_What you have to do_
Pull out each line of the data that includes the word "BlockTransaction".

━━━━━━━━━━━━━━━━━━━━

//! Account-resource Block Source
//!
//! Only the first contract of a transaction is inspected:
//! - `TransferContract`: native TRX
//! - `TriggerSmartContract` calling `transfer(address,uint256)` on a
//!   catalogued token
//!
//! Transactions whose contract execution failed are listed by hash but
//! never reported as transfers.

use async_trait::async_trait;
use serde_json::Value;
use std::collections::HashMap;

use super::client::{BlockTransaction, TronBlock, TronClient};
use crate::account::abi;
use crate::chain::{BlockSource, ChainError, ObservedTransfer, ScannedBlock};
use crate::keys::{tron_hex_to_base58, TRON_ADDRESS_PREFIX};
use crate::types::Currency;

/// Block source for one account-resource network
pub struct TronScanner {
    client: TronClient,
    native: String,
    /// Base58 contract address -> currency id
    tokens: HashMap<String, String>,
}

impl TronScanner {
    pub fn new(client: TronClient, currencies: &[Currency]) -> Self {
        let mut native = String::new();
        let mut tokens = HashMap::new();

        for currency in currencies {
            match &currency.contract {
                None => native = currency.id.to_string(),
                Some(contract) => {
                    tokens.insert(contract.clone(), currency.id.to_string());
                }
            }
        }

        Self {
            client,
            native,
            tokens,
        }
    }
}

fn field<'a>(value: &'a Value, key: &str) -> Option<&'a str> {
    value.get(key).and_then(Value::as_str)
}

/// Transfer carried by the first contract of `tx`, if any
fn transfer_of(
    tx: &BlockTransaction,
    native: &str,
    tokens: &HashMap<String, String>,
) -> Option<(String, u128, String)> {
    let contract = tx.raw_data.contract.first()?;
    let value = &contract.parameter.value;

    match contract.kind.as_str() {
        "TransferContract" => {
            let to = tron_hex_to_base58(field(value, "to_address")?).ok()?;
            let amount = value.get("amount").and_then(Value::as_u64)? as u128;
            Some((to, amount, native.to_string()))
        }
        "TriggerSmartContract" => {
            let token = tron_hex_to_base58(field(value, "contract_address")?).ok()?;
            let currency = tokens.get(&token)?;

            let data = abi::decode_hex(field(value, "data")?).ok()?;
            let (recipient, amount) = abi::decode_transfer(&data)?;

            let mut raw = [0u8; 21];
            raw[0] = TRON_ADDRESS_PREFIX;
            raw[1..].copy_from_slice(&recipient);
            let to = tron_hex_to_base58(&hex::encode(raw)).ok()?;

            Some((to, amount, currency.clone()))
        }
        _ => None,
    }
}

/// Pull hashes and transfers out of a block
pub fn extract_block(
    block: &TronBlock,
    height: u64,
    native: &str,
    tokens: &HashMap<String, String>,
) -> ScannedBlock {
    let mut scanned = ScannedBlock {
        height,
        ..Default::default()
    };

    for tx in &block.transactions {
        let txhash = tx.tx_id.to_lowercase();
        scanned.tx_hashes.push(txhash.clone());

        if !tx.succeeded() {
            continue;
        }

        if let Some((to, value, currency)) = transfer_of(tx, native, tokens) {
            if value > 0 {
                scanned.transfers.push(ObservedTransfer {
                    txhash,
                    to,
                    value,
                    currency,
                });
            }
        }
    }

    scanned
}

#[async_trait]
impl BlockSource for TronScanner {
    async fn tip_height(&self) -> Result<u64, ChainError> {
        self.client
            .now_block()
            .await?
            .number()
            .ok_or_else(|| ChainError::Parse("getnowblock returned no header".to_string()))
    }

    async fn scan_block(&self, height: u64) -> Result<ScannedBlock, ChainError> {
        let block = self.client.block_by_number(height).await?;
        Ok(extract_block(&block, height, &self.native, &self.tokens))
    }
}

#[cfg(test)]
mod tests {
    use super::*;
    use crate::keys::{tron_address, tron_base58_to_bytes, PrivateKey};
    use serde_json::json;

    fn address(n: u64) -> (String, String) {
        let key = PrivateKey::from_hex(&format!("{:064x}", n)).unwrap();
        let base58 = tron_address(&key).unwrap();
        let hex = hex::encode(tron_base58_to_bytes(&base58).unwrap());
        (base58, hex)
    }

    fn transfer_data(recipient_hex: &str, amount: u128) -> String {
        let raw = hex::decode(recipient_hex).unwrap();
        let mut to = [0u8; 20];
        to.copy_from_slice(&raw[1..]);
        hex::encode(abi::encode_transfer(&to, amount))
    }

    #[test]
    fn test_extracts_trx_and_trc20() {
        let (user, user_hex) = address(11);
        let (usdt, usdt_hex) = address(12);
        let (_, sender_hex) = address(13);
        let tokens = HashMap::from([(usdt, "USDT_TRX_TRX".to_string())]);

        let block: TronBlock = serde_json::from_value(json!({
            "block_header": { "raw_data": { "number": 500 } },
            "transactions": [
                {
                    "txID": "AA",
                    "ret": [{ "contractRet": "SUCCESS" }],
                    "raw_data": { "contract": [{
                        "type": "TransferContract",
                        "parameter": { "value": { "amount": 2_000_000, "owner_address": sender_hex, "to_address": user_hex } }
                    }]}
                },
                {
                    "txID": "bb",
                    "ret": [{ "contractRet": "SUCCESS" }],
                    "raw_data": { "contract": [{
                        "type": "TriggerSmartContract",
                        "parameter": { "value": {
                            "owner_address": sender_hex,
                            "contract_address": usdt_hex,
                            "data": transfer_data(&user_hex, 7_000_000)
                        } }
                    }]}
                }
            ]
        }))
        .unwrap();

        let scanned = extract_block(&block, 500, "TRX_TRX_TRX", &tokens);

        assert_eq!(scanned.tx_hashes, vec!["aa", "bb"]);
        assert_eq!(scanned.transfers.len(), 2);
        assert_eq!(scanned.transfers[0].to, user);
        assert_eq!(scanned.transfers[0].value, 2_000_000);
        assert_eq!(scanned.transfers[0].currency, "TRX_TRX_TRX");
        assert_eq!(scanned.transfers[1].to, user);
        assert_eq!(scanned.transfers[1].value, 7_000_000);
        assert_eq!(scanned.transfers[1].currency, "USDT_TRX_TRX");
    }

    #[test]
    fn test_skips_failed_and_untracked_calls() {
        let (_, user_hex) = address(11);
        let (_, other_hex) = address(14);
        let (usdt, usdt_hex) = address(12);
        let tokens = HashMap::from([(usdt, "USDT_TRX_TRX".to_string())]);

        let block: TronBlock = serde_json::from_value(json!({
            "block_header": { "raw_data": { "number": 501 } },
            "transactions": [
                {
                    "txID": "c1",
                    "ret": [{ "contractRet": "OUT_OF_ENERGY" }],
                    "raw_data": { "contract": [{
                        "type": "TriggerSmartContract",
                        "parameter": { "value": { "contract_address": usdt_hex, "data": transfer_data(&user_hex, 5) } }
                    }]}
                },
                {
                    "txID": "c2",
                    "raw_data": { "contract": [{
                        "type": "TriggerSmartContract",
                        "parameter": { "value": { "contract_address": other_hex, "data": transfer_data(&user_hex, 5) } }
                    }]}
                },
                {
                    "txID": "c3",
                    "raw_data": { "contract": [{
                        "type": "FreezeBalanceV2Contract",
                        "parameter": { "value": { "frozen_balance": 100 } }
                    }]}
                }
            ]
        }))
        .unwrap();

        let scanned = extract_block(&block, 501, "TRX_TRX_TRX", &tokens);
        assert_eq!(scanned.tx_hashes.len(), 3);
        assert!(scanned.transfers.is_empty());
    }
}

━━━━━━━━━━━━━━━━━━━━

_Answer area_
use super::client::{BlockTransaction, TronBlock, TronClient};
    tx: &BlockTransaction,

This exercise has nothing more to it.